Par la parole si étrange et lointaine que sait imaginer – ou restituer – l'auteure, sans doute après un travail de documentation extrêmement fouillé dont il ne reste aucune trace de laboriosité, nous sommes immergés dans une atemporalité dont chaque événement du quotidien est inscrit dans une interprétation métaphysique animiste, dans une cohabitation intime des hommes et des femmes avec les esprits, dans une scansion de tout instant avec une série de cultes, de rites, d'offrandes, de divinations et d'intercessions thérapeutiques. Si l'esprit humain est caractérisé par la quête de sens, la culture de ce peuple amérindien semble caractérisée par la quête incessante de signes. Et, au grand dam des tenants du primitivisme, une telle sémiologie s'avère être d'une époustouflante complexité. Plus que les occupations pour la survie matérielle de la communauté, dans un environnement pourtant hostile, nous découvrons un peuple dont chaque individu, au sein d'une structure sociale très rigide et hiérarchique centrée sur le clan qui porte le nom de son animal totémique, possède une place spécifique et a un rôle précis pour se préoccuper de la prospérité spirituelle de ses proches et de la collectivité. Par différents rituels initiatiques, par les cérémonies liées aux saisons, par le prestige conféré par l'âge, mais aussi par diverses expériences de vie voire par les rêves, la fonction chamanique n'est pas dévolue aux hommes- et femmes-médecine de manière exclusive ; les conseils des femmes et hommes notables des clans son sollicités et leur parole est parfois aussi performative que la fumée de tabac est rituelle. Bien que l'attribution des prérogatives apparaisse comme assez genrée, où les hommes, par ex., sont préposés au tissage, il ne semble pas que la position hiérarchique en dépende ni que les femmes pâtissent d'une moindre autonomie ou liberté, ni qu'elles soient aucunement ségréguées.

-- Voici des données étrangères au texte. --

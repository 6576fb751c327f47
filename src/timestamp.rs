use chrono::{DateTime, Utc};
use cms::content_info::ContentInfo;
use cms::signed_data::SignedData;
use der::{Decode, Encode};
use der_parser::asn1_rs::{Any, FromDer, Integer, Sequence, Tag};

use crate::cms::{CmsSignature, OID_TIMESTAMP_TOKEN};
use crate::signing_time::parse_asn1_time;

/// Carimbo de tempo RFC 3161 detectado nos atributos não assinados.
#[derive(Debug, Clone)]
pub struct TsaToken {
  pub gen_time: DateTime<Utc>,
}

/// Procura o atributo 1.2.840.113549.1.9.16.2.14 (signatureTimeStampToken)
/// e extrai o `TSTInfo.genTime` do CMS aninhado.
///
/// Só detecção: a assinatura da TSA não é verificada aqui. Qualquer falha de
/// parse é tratada como ausência de carimbo (melhor esforço, sem erro no
/// relatório).
pub fn detect_timestamp(cms: &CmsSignature) -> Option<TsaToken> {
  let token_der = cms.unsigned_attr(&OID_TIMESTAMP_TOKEN)?;
  match parse_token_gen_time(token_der) {
    Some(gen_time) => Some(TsaToken { gen_time }),
    None => {
      log::debug!("atributo de timestamp presente mas TSTInfo não parseável");
      None
    }
  }
}

/// O valor do atributo é um TimeStampToken: um `ContentInfo` cujo
/// `SignedData` encapsula o TSTInfo como eContent.
fn parse_token_gen_time(token_der: &[u8]) -> Option<DateTime<Utc>> {
  let content_info = ContentInfo::from_der(token_der).ok()?;
  let inner = content_info.content.to_der().ok()?;
  let signed_data = SignedData::from_der(&inner).ok()?;

  let econtent = signed_data.encap_content_info.econtent.as_ref()?;
  parse_tst_info_gen_time(econtent.value())
}

/// Caminha posicionalmente pelo TSTInfo:
///
/// ```text
/// TSTInfo ::= SEQUENCE {
///   version        INTEGER,
///   policy         OBJECT IDENTIFIER,
///   messageImprint SEQUENCE,
///   serialNumber   INTEGER,
///   genTime        GeneralizedTime, ... }
/// ```
fn parse_tst_info_gen_time(tst_der: &[u8]) -> Option<DateTime<Utc>> {
  let (_, sequence) = Sequence::from_der(tst_der).ok()?;
  let content = sequence.content.as_ref();

  let (rest, _version) = Integer::from_der(content).ok()?;
  let (rest, _policy) = Any::from_der(rest).ok()?;
  let (rest, _imprint) = Sequence::from_der(rest).ok()?;
  let (rest, _serial) = Integer::from_der(rest).ok()?;
  let (_, gen_time) = Any::from_der(rest).ok()?;

  if gen_time.tag() != Tag::GeneralizedTime || gen_time.data.len() > 127 {
    return None;
  }

  // Reaproveita o parser de tempo ASN.1 sobre um TLV reconstruído
  let mut tlv = Vec::with_capacity(2 + gen_time.data.len());
  tlv.push(0x18);
  tlv.push(gen_time.data.len() as u8);
  tlv.extend_from_slice(gen_time.data);
  parse_asn1_time(&tlv)
}
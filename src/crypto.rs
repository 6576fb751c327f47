use rsa::pkcs8::DecodePublicKey;
use rsa::{Pkcs1v15Sign, RsaPublicKey};
use sha1::Sha1;
use sha2::{Digest, Sha256, Sha384, Sha512};
use signature::hazmat::PrehashVerifier;

use crate::error::PdfVerifyError;

/// Conjunto fechado de algoritmos de digest aceitos pelo verificador.
#[derive(Debug, Clone, Copy, PartialEq, Eq)]
pub enum DigestAlg {
  Sha1,
  Sha256,
  Sha384,
  Sha512,
}

impl DigestAlg {
  pub fn from_oid(oid: &str) -> Option<Self> {
    match oid {
      "1.3.14.3.2.26" => Some(DigestAlg::Sha1),
      "2.16.840.1.101.3.4.2.1" => Some(DigestAlg::Sha256),
      "2.16.840.1.101.3.4.2.2" => Some(DigestAlg::Sha384),
      "2.16.840.1.101.3.4.2.3" => Some(DigestAlg::Sha512),
      _ => None,
    }
  }

  pub fn name(&self) -> &'static str {
    match self {
      DigestAlg::Sha1 => "SHA-1",
      DigestAlg::Sha256 => "SHA-256",
      DigestAlg::Sha384 => "SHA-384",
      DigestAlg::Sha512 => "SHA-512",
    }
  }

  /// Digest sobre regiões concatenadas, sem copiá-las para um buffer único.
  pub fn digest_regions(&self, regions: &[&[u8]]) -> Vec<u8> {
    match self {
      DigestAlg::Sha1 => {
        let mut hasher = Sha1::new();
        for region in regions {
          hasher.update(region);
        }
        hasher.finalize().to_vec()
      }
      DigestAlg::Sha256 => {
        let mut hasher = Sha256::new();
        for region in regions {
          hasher.update(region);
        }
        hasher.finalize().to_vec()
      }
      DigestAlg::Sha384 => {
        let mut hasher = Sha384::new();
        for region in regions {
          hasher.update(region);
        }
        hasher.finalize().to_vec()
      }
      DigestAlg::Sha512 => {
        let mut hasher = Sha512::new();
        for region in regions {
          hasher.update(region);
        }
        hasher.finalize().to_vec()
      }
    }
  }
}

/// Verifica matematicamente a assinatura sobre um digest já calculado.
///
/// Contrato: nunca propaga erro — assinatura inválida, chave fora das
/// famílias suportadas ou DER malformado retornam `(false, motivo)`.
pub fn verify_signature(
  spki_der: &[u8],
  alg: DigestAlg,
  digest: &[u8],
  signature: &[u8],
) -> (bool, String) {
  if let Ok(rsa_key) = RsaPublicKey::from_public_key_der(spki_der) {
    return verify_rsa(&rsa_key, alg, digest, signature);
  }

  if let Ok(ec_key) = p256::ecdsa::VerifyingKey::from_public_key_der(spki_der) {
    return verify_ecdsa_p256(&ec_key, digest, signature);
  }

  if let Ok(ec_key) = p384::ecdsa::VerifyingKey::from_public_key_der(spki_der) {
    return verify_ecdsa_p384(&ec_key, digest, signature);
  }

  (false, PdfVerifyError::UnsupportedKey.to_string())
}

fn verify_rsa(
  key: &RsaPublicKey,
  alg: DigestAlg,
  digest: &[u8],
  signature: &[u8],
) -> (bool, String) {
  let scheme = match alg {
    DigestAlg::Sha1 => Pkcs1v15Sign::new::<Sha1>(),
    DigestAlg::Sha256 => Pkcs1v15Sign::new::<Sha256>(),
    DigestAlg::Sha384 => Pkcs1v15Sign::new::<Sha384>(),
    DigestAlg::Sha512 => Pkcs1v15Sign::new::<Sha512>(),
  };

  match key.verify(scheme, digest, signature) {
    Ok(()) => (true, "Signature valid (RSA verified)".to_string()),
    Err(e) => (false, format!("Signature INVALID - {}", e)),
  }
}

fn verify_ecdsa_p256(
  key: &p256::ecdsa::VerifyingKey,
  digest: &[u8],
  signature: &[u8],
) -> (bool, String) {
  let sig = match p256::ecdsa::Signature::from_der(signature) {
    Ok(sig) => sig,
    Err(e) => return (false, format!("Signature INVALID - {}", e)),
  };
  match key.verify_prehash(digest, &sig) {
    Ok(()) => (true, "Signature valid (ECDSA verified)".to_string()),
    Err(e) => (false, format!("Signature INVALID - {}", e)),
  }
}

fn verify_ecdsa_p384(
  key: &p384::ecdsa::VerifyingKey,
  digest: &[u8],
  signature: &[u8],
) -> (bool, String) {
  let sig = match p384::ecdsa::Signature::from_der(signature) {
    Ok(sig) => sig,
    Err(e) => return (false, format!("Signature INVALID - {}", e)),
  };
  match key.verify_prehash(digest, &sig) {
    Ok(()) => (true, "Signature valid (ECDSA verified)".to_string()),
    Err(e) => (false, format!("Signature INVALID - {}", e)),
  }
}

#[cfg(test)]
mod tests {
  use super::*;

  #[test]
  fn test_digest_oid_mapping() {
    assert_eq!(DigestAlg::from_oid("1.3.14.3.2.26"), Some(DigestAlg::Sha1));
    assert_eq!(
      DigestAlg::from_oid("2.16.840.1.101.3.4.2.1"),
      Some(DigestAlg::Sha256)
    );
    assert_eq!(
      DigestAlg::from_oid("2.16.840.1.101.3.4.2.2"),
      Some(DigestAlg::Sha384)
    );
    assert_eq!(
      DigestAlg::from_oid("2.16.840.1.101.3.4.2.3"),
      Some(DigestAlg::Sha512)
    );
    assert_eq!(DigestAlg::from_oid("1.2.3.4"), None);
  }

  #[test]
  fn test_digest_regions_concatenates() {
    let whole = DigestAlg::Sha256.digest_regions(&[b"abcdef"]);
    let split = DigestAlg::Sha256.digest_regions(&[b"abc", b"def"]);
    assert_eq!(whole, split);
    assert_eq!(whole.len(), 32);
  }

  #[test]
  fn test_verify_rejects_garbage_key() {
    let (valid, message) = verify_signature(&[0u8; 10], DigestAlg::Sha256, &[0u8; 32], &[0u8; 64]);
    assert!(!valid);
    assert_eq!(message, "unsupported key type");
  }
}
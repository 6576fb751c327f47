use cms::cert::CertificateChoices;
use cms::content_info::ContentInfo;
use cms::signed_data::{SignedData, SignerIdentifier};
use const_oid::ObjectIdentifier;
use der::{Decode, Encode};
use der_parser::asn1_rs::{Any, FromDer};

use crate::error::{PdfVerifyError, Result};

pub const OID_SIGNED_DATA: ObjectIdentifier =
  ObjectIdentifier::new_unwrap("1.2.840.113549.1.7.2");
pub const OID_CONTENT_TYPE: ObjectIdentifier =
  ObjectIdentifier::new_unwrap("1.2.840.113549.1.9.3");
pub const OID_MESSAGE_DIGEST: ObjectIdentifier =
  ObjectIdentifier::new_unwrap("1.2.840.113549.1.9.4");
pub const OID_SIGNING_TIME: ObjectIdentifier =
  ObjectIdentifier::new_unwrap("1.2.840.113549.1.9.5");
pub const OID_TIMESTAMP_TOKEN: ObjectIdentifier =
  ObjectIdentifier::new_unwrap("1.2.840.113549.1.9.16.2.14");

/// O que interessa de um CMS `SignedData` de assinatura de PDF, já achatado
/// em valores próprios.
///
/// O acesso a atributos é sempre por OID — a ordem dentro dos SETs não é
/// significativa. Apenas o primeiro `SignerInfo` é considerado.
pub struct CmsSignature {
  digest_algorithm_oid: String,
  signature: Vec<u8>,
  signed_attrs_der: Option<Vec<u8>>,
  signed_attrs: Vec<(ObjectIdentifier, Vec<u8>)>,
  unsigned_attrs: Vec<(ObjectIdentifier, Vec<u8>)>,
  certificates: Vec<Vec<u8>>,
  signer_certificate: Option<Vec<u8>>,
}

impl CmsSignature {
  /// Decodifica um `ContentInfo`/`SignedData` estrito (DER).
  ///
  /// O `/Contents` do PDF é preenchido com zeros até o tamanho do
  /// placeholder, então o blob é primeiro recortado no comprimento do TLV
  /// mais externo.
  pub fn parse(raw: &[u8]) -> Result<Self> {
    let der_bytes = trim_outer_tlv(raw)?;

    let content_info = ContentInfo::from_der(der_bytes)
      .map_err(|e| PdfVerifyError::DecodingError(format!("ContentInfo: {}", e)))?;

    if content_info.content_type != OID_SIGNED_DATA {
      return Err(PdfVerifyError::NotSignedData(
        content_info.content_type.to_string(),
      ));
    }

    let inner = content_info
      .content
      .to_der()
      .map_err(|e| PdfVerifyError::DecodingError(format!("SignedData: {}", e)))?;
    let signed_data = SignedData::from_der(&inner)
      .map_err(|e| PdfVerifyError::DecodingError(format!("SignedData: {}", e)))?;

    let signer = signed_data
      .signer_infos
      .0
      .iter()
      .next()
      .ok_or(PdfVerifyError::NoSignerInfo)?;

    let signed_attrs_der = match &signer.signed_attrs {
      None => None,
      Some(attrs) => Some(
        attrs
          .to_der()
          .map_err(|e| PdfVerifyError::DecodingError(format!("signedAttrs: {}", e)))?,
      ),
    };

    let signed_attrs = flatten_attrs(signer.signed_attrs.as_ref());
    let unsigned_attrs = flatten_attrs(signer.unsigned_attrs.as_ref());

    let mut certificates = Vec::new();
    if let Some(set) = &signed_data.certificates {
      for choice in set.0.iter() {
        if let CertificateChoices::Certificate(cert) = choice {
          if let Ok(der) = cert.to_der() {
            certificates.push(der);
          }
        }
      }
    }

    // Certificado do signatário: casa o serial de IssuerAndSerialNumber;
    // sem correspondência, o primeiro embutido (comportamento clássico de
    // assinaturas PDF)
    let wanted_serial: Option<Vec<u8>> = match &signer.sid {
      SignerIdentifier::IssuerAndSerialNumber(ias) => {
        Some(strip_leading_zeros(ias.serial_number.as_bytes()).to_vec())
      }
      SignerIdentifier::SubjectKeyIdentifier(_) => None,
    };
    let mut signer_certificate = None;
    if let (Some(wanted), Some(set)) = (&wanted_serial, &signed_data.certificates) {
      for choice in set.0.iter() {
        if let CertificateChoices::Certificate(cert) = choice {
          let serial = cert.tbs_certificate.serial_number.as_bytes();
          if strip_leading_zeros(serial) == wanted.as_slice() {
            signer_certificate = cert.to_der().ok();
            break;
          }
        }
      }
    }
    if signer_certificate.is_none() {
      signer_certificate = certificates.first().cloned();
    }

    Ok(Self {
      digest_algorithm_oid: signer.digest_alg.oid.to_string(),
      signature: signer.signature.as_bytes().to_vec(),
      signed_attrs_der,
      signed_attrs,
      unsigned_attrs,
      certificates,
      signer_certificate,
    })
  }

  /// OID do algoritmo de digest declarado pelo signatário.
  pub fn digest_algorithm_oid(&self) -> &str {
    &self.digest_algorithm_oid
  }

  pub fn signature_bytes(&self) -> &[u8] {
    &self.signature
  }

  pub fn has_signed_attrs(&self) -> bool {
    self.signed_attrs_der.is_some()
  }

  /// DER dos atributos assinados reencodados como `SET OF` (a tag implícita
  /// `[0]` volta a ser 0x31) — é sobre este encoding que a assinatura foi
  /// calculada.
  pub fn signed_attrs_der(&self) -> Option<&[u8]> {
    self.signed_attrs_der.as_deref()
  }

  /// Primeiro valor do atributo assinado com o OID dado, como DER completo.
  pub fn signed_attr(&self, oid: &ObjectIdentifier) -> Option<&[u8]> {
    self
      .signed_attrs
      .iter()
      .find(|(attr_oid, _)| attr_oid == oid)
      .map(|(_, value)| value.as_slice())
  }

  /// Primeiro valor do atributo não assinado com o OID dado.
  pub fn unsigned_attr(&self, oid: &ObjectIdentifier) -> Option<&[u8]> {
    self
      .unsigned_attrs
      .iter()
      .find(|(attr_oid, _)| attr_oid == oid)
      .map(|(_, value)| value.as_slice())
  }

  /// Certificados embutidos, em DER, na ordem do CMS.
  pub fn certificates_der(&self) -> &[Vec<u8>] {
    &self.certificates
  }

  pub fn signer_certificate_der(&self) -> Option<&[u8]> {
    self.signer_certificate.as_deref()
  }
}

fn flatten_attrs(
  attrs: Option<&x509_cert::attr::Attributes>,
) -> Vec<(ObjectIdentifier, Vec<u8>)> {
  let mut out = Vec::new();
  if let Some(attrs) = attrs {
    for attr in attrs.iter() {
      if let Some(value) = attr.values.iter().next() {
        if let Ok(der) = value.to_der() {
          out.push((attr.oid, der));
        }
      }
    }
  }
  out
}

/// Recorta o buffer no comprimento do TLV mais externo, descartando o
/// padding de zeros que o placeholder do PDF deixa depois do DER.
fn trim_outer_tlv(raw: &[u8]) -> Result<&[u8]> {
  let (rest, _) = Any::from_der(raw)
    .map_err(|e| PdfVerifyError::DecodingError(format!("TLV externo: {:?}", e)))?;
  Ok(&raw[..raw.len() - rest.len()])
}

fn strip_leading_zeros(bytes: &[u8]) -> &[u8] {
  let mut slice = bytes;
  while slice.len() > 1 && slice[0] == 0 {
    slice = &slice[1..];
  }
  slice
}

#[cfg(test)]
mod tests {
  use super::*;

  #[test]
  fn test_parse_rejects_garbage() {
    let result = CmsSignature::parse(&[0u8; 16]);
    assert!(result.is_err());
  }

  #[test]
  fn test_parse_rejects_non_signed_data() {
    // ContentInfo com contentType id-data (1.2.840.113549.1.7.1) e um NULL
    // como conteúdo explícito
    let der = [
      0x30, 0x0f, 0x06, 0x09, 0x2a, 0x86, 0x48, 0x86, 0xf7, 0x0d, 0x01, 0x07, 0x01, 0xa0, 0x02,
      0x05, 0x00,
    ];
    match CmsSignature::parse(&der) {
      Err(PdfVerifyError::NotSignedData(oid)) => {
        assert_eq!(oid, "1.2.840.113549.1.7.1");
      }
      Err(other) => panic!("esperava NotSignedData, veio {:?}", other),
      Ok(_) => panic!("esperava NotSignedData, veio Ok"),
    }
  }

  #[test]
  fn test_trim_outer_tlv_drops_padding() {
    // SEQUENCE vazia seguida de padding de zeros
    let raw = [0x30, 0x00, 0x00, 0x00, 0x00, 0x00];
    let trimmed = trim_outer_tlv(&raw).unwrap();
    assert_eq!(trimmed, &[0x30, 0x00]);
  }

  #[test]
  fn test_strip_leading_zeros() {
    assert_eq!(strip_leading_zeros(&[0x00, 0x01, 0x02]), &[0x01, 0x02]);
    assert_eq!(strip_leading_zeros(&[0x00]), &[0x00]);
    assert_eq!(strip_leading_zeros(&[0x7f]), &[0x7f]);
  }
}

Guidé par les péripéties de son fatum, chaque individu se fait sa place et contribue à renforcer son clan, parfois, chez les Deux-Cœurs, au détriment d'autrui. En effet, le récit se garde d'offrir une image idyllique d'une société où la souffrance et l'injustice seraient abolies, où les caractères ne seraient que bienveillants. Il n'est par ailleurs pas question de supprimer le jugement sur les personnages ni sur l'organisation sociale, mais d'adhérer à la représentation d'une jeune fille fictionnelle de sa propre vie romanesque, de son cheminement métaphysique et de l'univers de sens qu'elle se donne par le truchement de la restitution d'une auteure appartenant à un autre temps et à une tout autre culture. En nous faisant oublier cela, le contrat narratif est brillamment rempli.


Cit. :

« Puis un matin, quand le printemps a été bien installé, j'ai décidé quelque chose pour faire cesser ce rêve. J'ai pris Tête-de-Boue sous mon bras et je me suis rendue à l'endroit où mon père et moi aurions dû prélever la terre pour les haricots. Le sol, bien entendu, était maintenant dégelé. J'ai sorti de ma poche les haricots que mon père m'avait confiés et je les ai plantés dans le sens qu'il m'avait montré, en faisant cette prière à Mère-Corbeau : soit les esprits courroucés par tout le tabac fumé en dehors de la kiva passaient l'éponge et nous rendaient mon père en même temps que pousseraient les haricots, soit ils étaient obtus et reprenaient les haricots – mais en ce cas qu'ils gardent également la tristesse qui s'était abattue chez nous depuis le rapt de mon père. "Qu'à jamais la terre étouffe dans ce petit trou les mauvais rêves et les sanglots !" avais-je crié devant les haricots fraîchement plantés. Et j'étais rentrée à la maison. » (p. 56)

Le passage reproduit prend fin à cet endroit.